#### [What is required]
Return every record in full. Match each one exactly.

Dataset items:
______
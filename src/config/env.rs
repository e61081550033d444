//! Environment Variable Configuration Provider
//!
//! Read-only: environment variables are treated as immutable at runtime
//! because modifying them is not thread-safe.

use super::provider::ConfigProvider;
use super::{ConfigError, ConfigResult};

#[derive(Debug, Clone, Default)]
pub struct EnvConfigProvider {
    prefix: Option<String>,
}

impl EnvConfigProvider {
    /// Create a new environment provider with no prefix
    pub fn new() -> Self {
        Self { prefix: None }
    }

    /// Create an environment provider with a prefix
    pub fn prefixed(prefix: impl Into<String>) -> Self {
        Self {
            prefix: Some(prefix.into()),
        }
    }

    /// `tenant_token_budget` (or `tenant.token.budget`) becomes
    /// `TENANT_TOKEN_BUDGET`, behind the prefix if one is set.
    fn env_key(&self, key: &str) -> String {
        let name = key.to_uppercase().replace('.', "_");
        match &self.prefix {
            Some(prefix) => format!("{}{}", prefix, name),
            None => name,
        }
    }
}

impl ConfigProvider for EnvConfigProvider {
    fn name(&self) -> &str {
        "env"
    }

    fn get_raw(&self, key: &str) -> ConfigResult<Option<String>> {
        match std::env::var(self.env_key(key)) {
            Ok(value) if value.is_empty() => Ok(None),
            Ok(value) => Ok(Some(value)),
            Err(std::env::VarError::NotPresent) => Ok(None),
            Err(e) => Err(ConfigError::Env(e)),
        }
    }
}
______
#### [Solution]
filename src/config/env.rs
repository e61081550033d444
//! Environment Variable Configuration Provider
//!
//! Read-only: environment variables are treated as immutable at runtime
//! because modifying them is not thread-safe.

use super::provider::ConfigProvider;
use super::{ConfigError, ConfigResult};

#[derive(Debug, Clone, Default)]
pub struct EnvConfigProvider {
    prefix: Option<String>,
}

impl EnvConfigProvider {
    /// Create a new environment provider with no prefix
    pub fn new() -> Self {
        Self { prefix: None }
    }

    /// Create an environment provider with a prefix
    pub fn prefixed(prefix: impl Into<String>) -> Self {
        Self {
            prefix: Some(prefix.into()),
        }
    }

    /// `tenant_token_budget` (or `tenant.token.budget`) becomes
    /// `TENANT_TOKEN_BUDGET`, behind the prefix if one is set.
    fn env_key(&self, key: &str) -> String {
        let name = key.to_uppercase().replace('.', "_");
        match &self.prefix {
            Some(prefix) => format!("{}{}", prefix, name),
            None => name,
        }
    }
}

impl ConfigProvider for EnvConfigProvider {
    fn name(&self) -> &str {
        "env"
    }

    fn get_raw(&self, key: &str) -> ConfigResult<Option<String>> {
        match std::env::var(self.env_key(key)) {
            Ok(value) if value.is_empty() => Ok(None),
            Ok(value) => Ok(Some(value)),
            Err(std::env::VarError::NotPresent) => Ok(None),
            Err(e) => Err(ConfigError::Env(e)),
        }
    }
}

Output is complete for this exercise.